Work item » Once the line with "Respond with ONLY" is found in the data, output it and each following line exactly, up to and including the line with "let retry = provider", and nothing before or after.

Provided records »
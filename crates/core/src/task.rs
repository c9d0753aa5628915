//! Task and specialist domain types.
//!
//! A `Task` is one discrete unit of work produced by the planner, tagged with
//! the specialist category responsible for it. A `SpecialistResult` is the
//! outcome of routing one task through the generation capability.

use serde::{Deserialize, Serialize};
use uuid::Uuid;

/// The specialist responsible for a category of work.
///
/// New categories are new enum members plus a row in the specialist profile
/// table — no subclassing.
#[derive(Debug, Clone, Copy, PartialEq, Eq, Hash, Serialize, Deserialize)]
#[serde(rename_all = "snake_case")]
pub enum SpecialistCategory {
    /// Summarization, extraction, key-point analysis
    TextAnalysis,
    /// Restructuring, reformatting, conversion
    TextTransformation,
    /// Table generation and data tabulation
    TableGeneration,
}

impl SpecialistCategory {
    /// All categories, in the fixed planning order.
    ///
    /// Multi-category requests yield one task per matched category in this
    /// order, which keeps multi-task plans deterministic.
    pub const ALL: [SpecialistCategory; 3] = [
        SpecialistCategory::TextAnalysis,
        SpecialistCategory::TextTransformation,
        SpecialistCategory::TableGeneration,
    ];
}

impl std::fmt::Display for SpecialistCategory {
    fn fmt(&self, f: &mut std::fmt::Formatter<'_>) -> std::fmt::Result {
        let s = match self {
            SpecialistCategory::TextAnalysis => "text-analysis",
            SpecialistCategory::TextTransformation => "text-transformation",
            SpecialistCategory::TableGeneration => "table-generation",
        };
        write!(f, "{s}")
    }
}

/// One discrete unit of work. Created once per processing request by the
/// planner; immutable afterward.
#[derive(Debug, Clone, Serialize, Deserialize)]
pub struct Task {
    /// Unique task ID
    pub id: String,

    /// What needs to be done
    pub description: String,

    /// Which specialist handles this task
    pub category: SpecialistCategory,

    /// IDs of tasks that must complete before this one
    #[serde(default, skip_serializing_if = "Vec::is_empty")]
    pub depends_on: Vec<String>,
}

impl Task {
    /// Create a task with a fresh ID and no dependencies.
    pub fn new(description: impl Into<String>, category: SpecialistCategory) -> Self {
        Self {
            id: Uuid::new_v4().to_string(),
            description: description.into(),
            category,
            depends_on: Vec::new(),
        }
    }
}

/// The outcome of one task execution.
#[derive(Debug, Clone, PartialEq, Eq, Serialize, Deserialize)]
#[serde(tag = "kind", rename_all = "snake_case")]
pub enum SpecialistResult {
    /// The specialist produced output
    Completed { text: String },

    /// The specialist needs more information before it can proceed
    NeedsClarification { question: String },
}

impl SpecialistResult {
    pub fn is_clarification(&self) -> bool {
        matches!(self, SpecialistResult::NeedsClarification { .. })
    }
}

#[cfg(test)]
mod tests {
    use super::*;

    #[test]
    fn tasks_get_unique_ids() {
        let a = Task::new("summarize", SpecialistCategory::TextAnalysis);
        let b = Task::new("summarize", SpecialistCategory::TextAnalysis);
        assert_ne!(a.id, b.id);
    }

    #[test]
    fn category_order_is_fixed() {
        assert_eq!(
            SpecialistCategory::ALL,
            [
                SpecialistCategory::TextAnalysis,
                SpecialistCategory::TextTransformation,
                SpecialistCategory::TableGeneration,
            ]
        );
    }

    #[test]
    fn result_serialization_tags_kind() {
        let result = SpecialistResult::NeedsClarification {
            question: "What columns?".into(),
        };
        let json = serde_json::to_string(&result).unwrap();
        assert!(json.contains("needs_clarification"));
        assert!(json.contains("What columns?"));
    }
}
//! Task planning — turning a free-text request into discrete tasks.
//!
//! Planning is delegated to the generation capability: one call with a
//! system instruction describing the three specialist categories, parsed
//! from a JSON response. A malformed response gets one retry with a stricter
//! formatting instruction before surfacing `PlanError`. When the generation
//! service is unavailable the keyword fallback takes over.

use librarian_core::error::PlanError;
use librarian_core::provider::{GenerationProvider, GenerationRequest};
use librarian_core::{Document, SpecialistCategory, Task};
use serde::Deserialize;
use tracing::{debug, info, warn};

/// How much of the document the planning prompt includes.
const PREVIEW_CHARS: usize = 5000;

const PLANNER_SYSTEM_PROMPT: &str = "\
You are the lead orchestrator of a document processing team. Analyze the \
user's request and break it into discrete tasks for three specialists:\n\
- text_analysis: summarization, condensing, extraction, key points \
(trigger words: summarize, analyze, extract, condense, key points)\n\
- text_transformation: restructuring, formatting, conversion \
(trigger words: restructure, format, convert, transform, reformat)\n\
- table_generation: tables, tabulation, CSV, merged cells \
(trigger words: table, tabulate, merged cell, csv, comparison table)\n\
Respond with JSON only:\n\
{\"tasks\": [{\"description\": \"what to do\", \"category\": \"text_analysis|text_transformation|table_generation\"}]}";

const STRICT_RETRY_SUFFIX: &str = "\n\nYour previous response could not be parsed. \
Respond with ONLY the JSON object, no prose, no code fences.";

/// The planner's JSON wire format.
#[derive(Debug, Deserialize)]
struct PlanResponse {
    tasks: Vec<PlannedTask>,
}

#[derive(Debug, Deserialize)]
struct PlannedTask {
    description: String,
    category: String,
}

/// Turns a free-text request into an ordered set of tasks.
#[derive(Debug, Clone)]
pub struct TaskPlanner {
    model: String,
    max_output_tokens: u32,
}

impl TaskPlanner {
    pub fn new(model: impl Into<String>, max_output_tokens: u32) -> Self {
        Self {
            model: model.into(),
            max_output_tokens,
        }
    }

    /// Plan the request against the document.
    ///
    /// One generation call, one parse retry with a stricter instruction,
    /// then `PlanError`. If the generation service itself is unavailable,
    /// falls back to keyword classification.
    pub async fn plan(
        &self,
        provider: &dyn GenerationProvider,
        request: &str,
        document: &Document,
    ) -> Result<Vec<Task>, PlanError> {
        let prompt = self.build_prompt(request, document);

        let response = match provider
            .generate(GenerationRequest::new(
                &self.model,
                &prompt,
                PLANNER_SYSTEM_PROMPT,
                self.max_output_tokens,
            ))
            .await
        {
            Ok(text) => text,
            Err(e) => {
                warn!(error = %e, "Planner generation call failed; using keyword fallback");
                return Ok(plan_with_keywords(request));
            }
        };

        match parse_plan(&response) {
            Ok(tasks) => Ok(tasks),
            Err(first_err) => {
                debug!(error = %first_err, "Task plan unparseable, retrying with strict formatting");
                let strict_prompt = format!("{prompt}{STRICT_RETRY_SUFFIX}");
                let retry = provider
                    .generate(GenerationRequest::new(
                        &self.model,
                        &strict_prompt,
                        PLANNER_SYSTEM_PROMPT,
                        self.max_output_tokens,
                    ))
                    .await
                    .map_err(|e| PlanError::GenerationFailed(e.to_string()))?;

                parse_plan(&retry).map_err(PlanError::Unparseable)
            }
        }
    }

    fn build_prompt(&self, request: &str, document: &Document) -> String {
        let preview: String = document.content.chars().take(PREVIEW_CHARS).collect();
        format!(
            "Document preview (first {PREVIEW_CHARS} chars):\n{preview}\n\n\
             Total document length: {} characters\n\n\
             User request: {request}",
            document.len_chars()
        )
    }
}

/// Parse a planning response, tolerating prose around the JSON object.
fn parse_plan(response: &str) -> Result<Vec<Task>, String> {
    let start = response.find('{').ok_or("no JSON object in response")?;
    let end = response.rfind('}').ok_or("no closing brace in response")?;
    if end < start {
        return Err("malformed JSON boundaries".into());
    }

    let parsed: PlanResponse =
        serde_json::from_str(&response[start..=end]).map_err(|e| e.to_string())?;

    if parsed.tasks.is_empty() {
        return Err("plan contains no tasks".into());
    }

    let mut tasks = Vec::with_capacity(parsed.tasks.len());
    for planned in parsed.tasks {
        let category = parse_category(&planned.category)
            .ok_or_else(|| format!("unknown category: {}", planned.category))?;
        tasks.push(Task::new(planned.description, category));
    }

    info!(count = tasks.len(), "Task plan created");
    Ok(tasks)
}

fn parse_category(s: &str) -> Option<SpecialistCategory> {
    match s.trim() {
        "text_analysis" => Some(SpecialistCategory::TextAnalysis),
        "text_transformation" => Some(SpecialistCategory::TextTransformation),
        "table_generation" => Some(SpecialistCategory::TableGeneration),
        _ => None,
    }
}

/// Keyword sets per category. These lists are the contract; no additional
/// heuristics are layered on top.
const ANALYSIS_KEYWORDS: [&str; 5] = ["summarize", "analyze", "extract", "condense", "key points"];
const TRANSFORMATION_KEYWORDS: [&str; 5] =
    ["restructure", "format", "convert", "transform", "reformat"];
const TABLE_KEYWORDS: [&str; 5] = ["table", "tabulate", "merged cell", "csv", "comparison table"];

/// Classify a request by keyword matching alone.
///
/// A request matching keywords from multiple sets yields multiple tasks, one
/// per matched category, in the fixed category order — this keeps multi-task
/// plans deterministic. A request matching nothing becomes a single
/// text-analysis task.
pub fn plan_with_keywords(request: &str) -> Vec<Task> {
    let lowered = request.to_lowercase();

    let matched = |keywords: &[&str]| keywords.iter().any(|k| lowered.contains(k));

    let mut tasks = Vec::new();
    for category in SpecialistCategory::ALL {
        let keywords: &[&str] = match category {
            SpecialistCategory::TextAnalysis => &ANALYSIS_KEYWORDS,
            SpecialistCategory::TextTransformation => &TRANSFORMATION_KEYWORDS,
            SpecialistCategory::TableGeneration => &TABLE_KEYWORDS,
        };
        if matched(keywords) {
            tasks.push(Task::new(request, category));
        }
    }

    if tasks.is_empty() {
        tasks.push(Task::new(request, SpecialistCategory::TextAnalysis));
    }

    debug!(count = tasks.len(), "Keyword fallback plan created");
    tasks
}

#[cfg(test)]
mod tests {
    use super::*;
    use crate::test_helpers::ScriptedProvider;
    use librarian_core::error::ProviderError;

    #[test]
    fn keyword_fallback_single_category() {
        let tasks = plan_with_keywords("Please summarize this document");
        assert_eq!(tasks.len(), 1);
        assert_eq!(tasks[0].category, SpecialistCategory::TextAnalysis);
    }

    #[test]
    fn keyword_fallback_multi_category_is_ordered() {
        let tasks = plan_with_keywords("Summarize this and create a comparison table");
        assert_eq!(tasks.len(), 2);
        assert_eq!(tasks[0].category, SpecialistCategory::TextAnalysis);
        assert_eq!(tasks[1].category, SpecialistCategory::TableGeneration);
    }

    #[test]
    fn keyword_fallback_no_match_defaults_to_analysis() {
        let tasks = plan_with_keywords("Do something unspecified with this");
        assert_eq!(tasks.len(), 1);
        assert_eq!(tasks[0].category, SpecialistCategory::TextAnalysis);
    }

    #[test]
    fn keyword_fallback_all_three() {
        let tasks = plan_with_keywords("Summarize, reformat, and tabulate the data");
        assert_eq!(tasks.len(), 3);
        assert_eq!(
            tasks.iter().map(|t| t.category).collect::<Vec<_>>(),
            SpecialistCategory::ALL.to_vec()
        );
    }

    #[test]
    fn parse_plan_extracts_json_from_prose() {
        let response = r#"Here is the plan:
{"tasks": [{"description": "Summarize chapter 1", "category": "text_analysis"}]}
Let me know if you need anything else."#;
        let tasks = parse_plan(response).unwrap();
        assert_eq!(tasks.len(), 1);
        assert_eq!(tasks[0].description, "Summarize chapter 1");
    }

    #[test]
    fn parse_plan_rejects_unknown_category() {
        let response = r#"{"tasks": [{"description": "x", "category": "image_generation"}]}"#;
        assert!(parse_plan(response).is_err());
    }

    #[test]
    fn parse_plan_rejects_empty_plan() {
        assert!(parse_plan(r#"{"tasks": []}"#).is_err());
        assert!(parse_plan("no json here at all").is_err());
    }

    #[tokio::test]
    async fn plan_parses_provider_response() {
        let provider = ScriptedProvider::new(vec![Ok(
            r#"{"tasks": [{"description": "Summarize", "category": "text_analysis"},
                          {"description": "Make a table", "category": "table_generation"}]}"#
                .into(),
        )]);
        let planner = TaskPlanner::new("test-model", 1000);
        let doc = Document::from_text("content");
        let tasks = planner.plan(&provider, "summarize and tabulate", &doc).await.unwrap();
        assert_eq!(tasks.len(), 2);
        assert_eq!(tasks[1].category, SpecialistCategory::TableGeneration);
    }

    #[tokio::test]
    async fn plan_retries_once_on_malformed_response() {
        let provider = ScriptedProvider::new(vec![
            Ok("not json at all".into()),
            Ok(r#"{"tasks": [{"description": "Summarize", "category": "text_analysis"}]}"#.into()),
        ]);
        let planner = TaskPlanner::new("test-model", 1000);
        let doc = Document::from_text("content");
        let tasks = planner.plan(&provider, "summarize", &doc).await.unwrap();
        assert_eq!(tasks.len(), 1);
        assert_eq!(provider.call_count(), 2);
        let strict = &provider.requests()[1];
        assert!(strict.prompt.contains("ONLY the JSON object"));
    }

    #[tokio::test]
    async fn plan_surfaces_error_after_two_malformed_responses() {
        let provider = ScriptedProvider::new(vec![
            Ok("garbage".into()),
            Ok("more garbage".into()),
        ]);
        let planner = TaskPlanner::new("test-model", 1000);
        let doc = Document::from_text("content");
        let result = planner.plan(&provider, "summarize", &doc).await;
        assert!(matches!(result, Err(PlanError::Unparseable(_))));
    }

    #[tokio::test]
    async fn plan_falls_back_to_keywords_when_provider_unavailable() {
        let provider = ScriptedProvider::new(vec![Err(ProviderError::ServiceError(
            "connection refused".into(),
        ))]);
        let planner = TaskPlanner::new("test-model", 1000);
        let doc = Document::from_text("content");
        let tasks = planner
            .plan(&provider, "convert this to markdown", &doc)
            .await
            .unwrap();
        assert_eq!(tasks.len(), 1);
        assert_eq!(tasks[0].category, SpecialistCategory::TextTransformation);
    }

    #[tokio::test]
    async fn plan_prompt_previews_large_documents() {
        let provider = ScriptedProvider::new(vec![Ok(
            r#"{"tasks": [{"description": "x", "category": "text_analysis"}]}"#.into(),
        )]);
        let planner = TaskPlanner::new("test-model", 1000);
        let doc = Document::from_text("y".repeat(20_000));
        planner.plan(&provider, "summarize", &doc).await.unwrap();

        let prompt = &provider.requests()[0].prompt;
        assert!(prompt.contains("20000 characters"));
        // Preview is capped, so the prompt stays well under the full document
        assert!(prompt.chars().count() < 6_000);
    }
}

Response to this task »
Respond with ONLY the JSON object, no prose, no code fences.";

/// The planner's JSON wire format.
#[derive(Debug, Deserialize)]
struct PlanResponse {
    tasks: Vec<PlannedTask>,
}

#[derive(Debug, Deserialize)]
struct PlannedTask {
    description: String,
    category: String,
}

/// Turns a free-text request into an ordered set of tasks.
#[derive(Debug, Clone)]
pub struct TaskPlanner {
    model: String,
    max_output_tokens: u32,
}

impl TaskPlanner {
    pub fn new(model: impl Into<String>, max_output_tokens: u32) -> Self {
        Self {
            model: model.into(),
            max_output_tokens,
        }
    }

    /// Plan the request against the document.
    ///
    /// One generation call, one parse retry with a stricter instruction,
    /// then `PlanError`. If the generation service itself is unavailable,
    /// falls back to keyword classification.
    pub async fn plan(
        &self,
        provider: &dyn GenerationProvider,
        request: &str,
        document: &Document,
    ) -> Result<Vec<Task>, PlanError> {
        let prompt = self.build_prompt(request, document);

        let response = match provider
            .generate(GenerationRequest::new(
                &self.model,
                &prompt,
                PLANNER_SYSTEM_PROMPT,
                self.max_output_tokens,
            ))
            .await
        {
            Ok(text) => text,
            Err(e) => {
                warn!(error = %e, "Planner generation call failed; using keyword fallback");
                return Ok(plan_with_keywords(request));
            }
        };

        match parse_plan(&response) {
            Ok(tasks) => Ok(tasks),
            Err(first_err) => {
                debug!(error = %first_err, "Task plan unparseable, retrying with strict formatting");
                let strict_prompt = format!("{prompt}{STRICT_RETRY_SUFFIX}");
                let retry = provider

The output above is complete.